La Cassazione, sezione lavoro, con la sentenza nr. 11868 del 9 giugno 2016, ha affermato che ai licenziamenti nel pubblico impiego, si applica la normativa prevista dall’articolo 18 dello Statuto dei Lavoratori ( L. 300/70) e non dalla Legge Fornero.
Con questa pronuncia, la Suprema Corte torna a trattare l’annoso problema della disciplina giuridica da applicare ai licenziamenti degli statali anche e soprattutto in seguito alle riforme della Fornero prima e del jobs act di Renzi poi.
Il caso è giunto in Cassazione a seguito del ricorso presentato dal ministero dei Trasporti contro la sentenza d’appello riguardante un funzionario licenziato perchè svolgeva il doppio lavoro al quale, la Corte d’appello di Roma aveva riconosciuto 6 mesi di indennità risarcitoria, come previsto la legge Fornero nel caso di licenziamenti ‘legittimi’ ma effettuati in violazione delle procedure di contestazione disciplinare.
Una sentenza questa, di effetto contrario a quella di fine 2015 dove la Cassazione affermava l’esatto contrario, ossia che, anche ai licenziamenti dei pubblici dipendenti doveva essere applicata la riforma Fornero. Una divergenza di interpretazione che dovrà portare necessariamente ad un’intervento delle Sezioni Unite o, all’emanazione da parte del legislatore di una norma di interpretazione autentica.
Gli Ermellini affermano chiaramente che: “Ai rapporti di lavoro del pubblico impiego disciplinati dal d. lgs n.165/2001, non si applicano le modifiche apportate dalla legge Fornero – L. 92/2012 – all’articolo 18 della dello Statuto dei lavoratori, per cui la tutela del dipendente pubblico in caso di licenziamento illegittimo intimato in data successiva all’entrata in vigore della richiamata legge n. 92 del 2012 resta quella prevista dall’articolo 18 della legge n. 300 del 1970 nel testo antecedente alla riforma“. Questo, prosegue la Corte, fino ad un intervento di armonizzazione.
La Suprema Corte quindi, con la sentenza n. 11868/2016 conferma quanto sempre sostenuto dal Ministro Madia ossia che l’articolo 18 per il pubblico impiego non è cambiato con le riforme di questi anni.

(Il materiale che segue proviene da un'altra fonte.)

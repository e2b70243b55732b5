//! Storehouse storefront library.
//!
//! Checkout and order-sync backend: a session-first cart, the address book,
//! order drafts, payment orchestration and order history, served as a JSON
//! API. This crate provides the functionality as a library so the binary
//! and the tests share one router.

#![cfg_attr(not(test), forbid(unsafe_code))]

pub mod config;
pub mod db;
pub mod error;
pub mod middleware;
pub mod models;
pub mod payments;
pub mod routes;
pub mod services;
pub mod state;

#[cfg(test)]
mod testing;
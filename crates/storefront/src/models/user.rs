//! User domain types.

use chrono::{DateTime, Utc};

use storehouse_core::{Email, UserId};

/// A storefront account.
#[derive(Debug, Clone)]
pub struct User {
    /// Unique user ID.
    pub id: UserId,
    /// User's email address.
    pub email: Email,
    /// When the user was created.
    pub created_at: DateTime<Utc>,
}

/// Profile data kept next to the account.
#[derive(Debug, Clone, Default)]
pub struct UserDetails {
    /// Display name used in confirmation emails.
    pub full_name: Option<String>,
    /// Customer id at the payments provider, created on first card save.
    pub payment_customer_id: Option<String>,
}
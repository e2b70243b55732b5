//! Signed-in favorites.

use async_trait::async_trait;
use sqlx::types::Json;
use sqlx::{PgConnection, PgPool};

use storehouse_core::{MergeToken, ProductId, UserId};

use super::RepositoryError;
use super::cart::claim_merge_token;
use super::items::ItemRepository;
use crate::models::{FavoriteEntry, Item, ProductSnapshot};

#[derive(sqlx::FromRow)]
struct FavoriteRow {
    product_id: String,
    product: Json<ProductSnapshot>,
}

impl From<FavoriteRow> for FavoriteEntry {
    fn from(row: FavoriteRow) -> Self {
        Self {
            product_id: ProductId::new(row.product_id),
            product: row.product.0,
        }
    }
}

async fn insert_favorite(
    conn: &mut PgConnection,
    user: UserId,
    entry: &FavoriteEntry,
) -> Result<(), RepositoryError> {
    sqlx::query(
        r"
        INSERT INTO storefront.favorite (user_id, product_id, product)
        VALUES ($1, $2, $3)
        ON CONFLICT (user_id, product_id) DO UPDATE SET product = EXCLUDED.product
        ",
    )
    .bind(user)
    .bind(&entry.product_id)
    .bind(Json(&entry.product))
    .execute(conn)
    .await?;
    Ok(())
}

/// `PostgreSQL` favorites storage.
#[derive(Clone)]
pub struct PgFavoriteRepository {
    pool: PgPool,
}

impl PgFavoriteRepository {
    /// Create a new favorites repository.
    #[must_use]
    pub const fn new(pool: PgPool) -> Self {
        Self { pool }
    }
}

#[async_trait]
impl ItemRepository<FavoriteEntry> for PgFavoriteRepository {
    async fn load(&self, user: UserId) -> Result<Vec<FavoriteEntry>, RepositoryError> {
        let rows = sqlx::query_as::<_, FavoriteRow>(
            r"
            SELECT product_id, product
            FROM storefront.favorite
            WHERE user_id = $1
            ORDER BY created_at, product_id
            ",
        )
        .bind(user)
        .fetch_all(&self.pool)
        .await?;
        Ok(rows.into_iter().map(FavoriteEntry::from).collect())
    }

    async fn put(&self, user: UserId, entry: &FavoriteEntry) -> Result<(), RepositoryError> {
        let mut conn = self.pool.acquire().await?;
        insert_favorite(&mut conn, user, entry).await
    }

    async fn delete(&self, user: UserId, product: &ProductId) -> Result<bool, RepositoryError> {
        let result =
            sqlx::query("DELETE FROM storefront.favorite WHERE user_id = $1 AND product_id = $2")
                .bind(user)
                .bind(product)
                .execute(&self.pool)
                .await?;
        Ok(result.rows_affected() > 0)
    }

    async fn clear(&self, user: UserId) -> Result<(), RepositoryError> {
        sqlx::query("DELETE FROM storefront.favorite WHERE user_id = $1")
            .bind(user)
            .execute(&self.pool)
            .await?;
        Ok(())
    }

    async fn merge(
        &self,
        user: UserId,
        token: MergeToken,
        incoming: &[FavoriteEntry],
    ) -> Result<bool, RepositoryError> {
        let mut tx = self.pool.begin().await?;

        if !claim_merge_token(&mut tx, user, token).await? {
            tx.rollback().await?;
            return Ok(false);
        }

        // Union by product: only entries missing remotely need writing.
        let existing = sqlx::query_as::<_, FavoriteRow>(
            r"
            SELECT product_id, product
            FROM storefront.favorite
            WHERE user_id = $1
            FOR UPDATE
            ",
        )
        .bind(user)
        .fetch_all(&mut *tx)
        .await?;
        let existing: Vec<FavoriteEntry> = existing.into_iter().map(FavoriteEntry::from).collect();
        let known = existing.len();

        for entry in FavoriteEntry::merge(existing, incoming).iter().skip(known) {
            insert_favorite(&mut tx, user, entry).await?;
        }

        tx.commit().await?;
        Ok(true)
    }
}
//! Submitted orders.

use async_trait::async_trait;
use chrono::{DateTime, Utc};
use rust_decimal::Decimal;
use sqlx::PgPool;
use sqlx::types::Json;

use storehouse_core::{DraftId, OrderId, OrderStatus, UserId};

use super::RepositoryError;
use crate::models::{AddressSnapshot, NewSubmittedOrder, OrderedProduct, SubmittedOrder};

/// Submitted order persistence.
#[async_trait]
pub trait OrderRepository: Send + Sync {
    /// Insert the order unless one already exists for its draft.
    ///
    /// Returns the stored order and whether this call created it.
    async fn insert_once(
        &self,
        order: &NewSubmittedOrder,
    ) -> Result<(SubmittedOrder, bool), RepositoryError>;

    async fn find_by_draft(&self, draft: DraftId)
    -> Result<Option<SubmittedOrder>, RepositoryError>;

    /// Orders of `user`, newest first.
    async fn list_for_user(&self, user: UserId) -> Result<Vec<SubmittedOrder>, RepositoryError>;

    async fn set_payment_summary(&self, id: OrderId, summary: &str)
    -> Result<(), RepositoryError>;
}

#[derive(sqlx::FromRow)]
struct OrderRow {
    id: i32,
    draft_id: uuid::Uuid,
    user_id: i32,
    order_number: String,
    created_at: DateTime<Utc>,
    status: String,
    delivery_address: Json<AddressSnapshot>,
    billing_address: Json<AddressSnapshot>,
    payment_summary: String,
    products_ordered: Json<Vec<OrderedProduct>>,
    delivery_cost: Decimal,
    order_total: Decimal,
}

impl TryFrom<OrderRow> for SubmittedOrder {
    type Error = RepositoryError;

    fn try_from(r: OrderRow) -> Result<Self, Self::Error> {
        let status = r
            .status
            .parse::<OrderStatus>()
            .map_err(RepositoryError::DataCorruption)?;
        Ok(Self {
            id: OrderId::new(r.id),
            draft_id: DraftId::new(r.draft_id),
            user_id: UserId::new(r.user_id),
            order_number: r.order_number,
            created_at: r.created_at,
            status,
            delivery_address: r.delivery_address.0,
            billing_address: r.billing_address.0,
            payment_summary: r.payment_summary,
            products_ordered: r.products_ordered.0,
            delivery_cost: r.delivery_cost,
            order_total: r.order_total,
        })
    }
}

const COLUMNS: &str = "id, draft_id, user_id, order_number, created_at, status, \
    delivery_address, billing_address, payment_summary, products_ordered, \
    delivery_cost, order_total";

/// `PostgreSQL` order storage.
#[derive(Clone)]
pub struct PgOrderRepository {
    pool: PgPool,
}

impl PgOrderRepository {
    /// Create a new order repository.
    #[must_use]
    pub const fn new(pool: PgPool) -> Self {
        Self { pool }
    }
}

#[async_trait]
impl OrderRepository for PgOrderRepository {
    async fn insert_once(
        &self,
        order: &NewSubmittedOrder,
    ) -> Result<(SubmittedOrder, bool), RepositoryError> {
        let inserted = sqlx::query_as::<_, OrderRow>(&format!(
            "INSERT INTO storefront.submitted_order
                 (draft_id, user_id, order_number, status, delivery_address,
                  billing_address, payment_summary, products_ordered,
                  delivery_cost, order_total)
             VALUES ($1, $2, $3, $4, $5, $6, $7, $8, $9, $10)
             ON CONFLICT (draft_id) DO NOTHING
             RETURNING {COLUMNS}"
        ))
        .bind(order.draft_id)
        .bind(order.user_id)
        .bind(&order.order_number)
        .bind(order.status.as_str())
        .bind(Json(&order.delivery_address))
        .bind(Json(&order.billing_address))
        .bind(&order.payment_summary)
        .bind(Json(&order.products_ordered))
        .bind(order.delivery_cost)
        .bind(order.order_total)
        .fetch_optional(&self.pool)
        .await
        .map_err(|e| RepositoryError::conflict_on_unique(e, "order number already exists"))?;

        if let Some(row) = inserted {
            return Ok((row.try_into()?, true));
        }

        let existing = self
            .find_by_draft(order.draft_id)
            .await?
            .ok_or(RepositoryError::NotFound)?;
        Ok((existing, false))
    }

    async fn find_by_draft(
        &self,
        draft: DraftId,
    ) -> Result<Option<SubmittedOrder>, RepositoryError> {
        let row = sqlx::query_as::<_, OrderRow>(&format!(
            "SELECT {COLUMNS} FROM storefront.submitted_order WHERE draft_id = $1"
        ))
        .bind(draft)
        .fetch_optional(&self.pool)
        .await?;
        row.map(SubmittedOrder::try_from).transpose()
    }

    async fn list_for_user(&self, user: UserId) -> Result<Vec<SubmittedOrder>, RepositoryError> {
        let rows = sqlx::query_as::<_, OrderRow>(&format!(
            "SELECT {COLUMNS} FROM storefront.submitted_order
             WHERE user_id = $1
             ORDER BY created_at DESC, id DESC"
        ))
        .bind(user)
        .fetch_all(&self.pool)
        .await?;
        rows.into_iter().map(SubmittedOrder::try_from).collect()
    }

    async fn set_payment_summary(
        &self,
        id: OrderId,
        summary: &str,
    ) -> Result<(), RepositoryError> {
        let result =
            sqlx::query("UPDATE storefront.submitted_order SET payment_summary = $2 WHERE id = $1")
                .bind(id)
                .bind(summary)
                .execute(&self.pool)
                .await?;
        if result.rows_affected() == 0 {
            return Err(RepositoryError::NotFound);
        }
        Ok(())
    }
}
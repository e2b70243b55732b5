//! Business logic services for storefront.
//!
//! # Services
//!
//! - `accounts` - Password registration and login
//! - `cart` - Local-first cart and favorites with sign-in reconciliation
//! - `catalog` - Cached product lookups
//! - `addresses` - Address book with a single default per user
//! - `checkout` - Order draft bound to the visitor's session
//! - `payment` - Payment orchestration and order acceptance
//! - `history` - Submitted order listing
//! - `email` - Order confirmation emails
//!
//! Services are built once at start-up and live in `AppState`. Per-request
//! views (`CartCache`, `CheckoutSession`) borrow a service together with the
//! visitor's session.

pub mod accounts;
pub mod addresses;
pub mod cart;
pub mod catalog;
pub mod checkout;
pub mod email;
pub mod history;
pub mod payment;

use std::fmt::Display;
use std::future::Future;

use thiserror::Error;
use tokio::task::JoinHandle;
use tracing::Instrument;

use crate::db::RepositoryError;
use crate::payments::PaymentError;

pub use accounts::{AccountService, AuthError};
pub use addresses::AddressBook;
pub use cart::{CartCache, CartService, FavoritesCache};
pub use catalog::ProductCatalog;
pub use checkout::{CheckoutService, CheckoutSession, OrderPlan};
pub use email::{ConfirmationLine, ConfirmationMailer, MailError, OrderConfirmation, SmtpMailer};
pub use history::OrderHistory;
pub use payment::{
    CardIntent, ConfirmationLatch, PaymentDeps, PaymentOrchestrator, SubmitOutcome, SubmitRequest,
};

/// Errors surfaced by the checkout services.
#[derive(Debug, Error)]
pub enum ServiceError {
    /// Required input is missing or malformed.
    #[error("invalid input: {}", missing.join(", "))]
    Validation { missing: Vec<&'static str> },

    /// The operation needs a signed-in user.
    #[error("sign-in required")]
    AuthRequired,

    /// The payments provider failed or declined.
    #[error("payment provider error: {0}")]
    Provider(#[from] PaymentError),

    /// Reading or writing stored data failed.
    #[error("data access error: {0}")]
    DataAccess(#[from] RepositoryError),

    /// Submission attempted with selections missing.
    #[error("order is incomplete: missing {}", missing.join(", "))]
    IncompleteOrder { missing: Vec<&'static str> },

    /// The selected saved card does not belong to the user.
    #[error("saved card is not available")]
    InvalidSavedCard,

    /// The referenced record does not exist or belongs to someone else.
    #[error("not found")]
    NotFound,
}

impl ServiceError {
    pub(crate) fn invalid(field: &'static str) -> Self {
        Self::Validation {
            missing: vec![field],
        }
    }
}

impl From<tower_sessions::session::Error> for ServiceError {
    fn from(err: tower_sessions::session::Error) -> Self {
        Self::DataAccess(RepositoryError::Session(err))
    }
}

/// Run `task` in the background. Failures are logged, never returned.
pub fn spawn_detached<F, E>(label: &'static str, task: F) -> JoinHandle<()>
where
    F: Future<Output = Result<(), E>> + Send + 'static,
    E: Display + Send + 'static,
{
    tokio::spawn(
        async move {
            if let Err(e) = task.await {
                tracing::error!(task = label, error = %e, "Background task failed");
            }
        }
        .in_current_span(),
    )
}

In pratica, per i pubblici dipendenti, in caso di licenziamento valgono ancora le vecchie regole previste dallo Statuto dei lavoratori prima della riforma Fornero, successivamente modificata dal Job Act del Governo Renzi e così, in caso di licenziamento senza giusta causa, è ammessa, per il pubblico impiegato, la reintegra nel posto di lavoro anzichè la sola tutela risarcitoria prevista per il lavoratore privato.
Si viene a creare un “doppio disciplina” parallela tra licenziamento del lavoratore privato, assoggettato alle modifiche introdotte dalla legge Fornero e dal Jobs Act e, il licenziamento del pubblico dipendente che continua ad essere disciplinato dall’originario art. 18 dello Statuto dei lavoratori.
Una diverso trattamento dovuto proprio alla particolare natura del datore di lavoro pubblico. Il principio è quello previsto dall’Art. 97 Cost di “buon andamento e imparzialità della Pubblica Amministra” che implica, come affermano i giudici che, “un’eventuale modulazione delle tutele nel pubblico impiego richiede da parte del legislatore una ponderazione di interessi diversa da quella compiuta per l’impiego privato” poiché, come stabilito dalla Consulta, nel settore pubblico ci sono “garanzie e limiti che sono posti non solo e non tanto nell’interesse del soggetto da rimuovere, ma anche e soprattutto a protezione di più generali interessi collettivi“.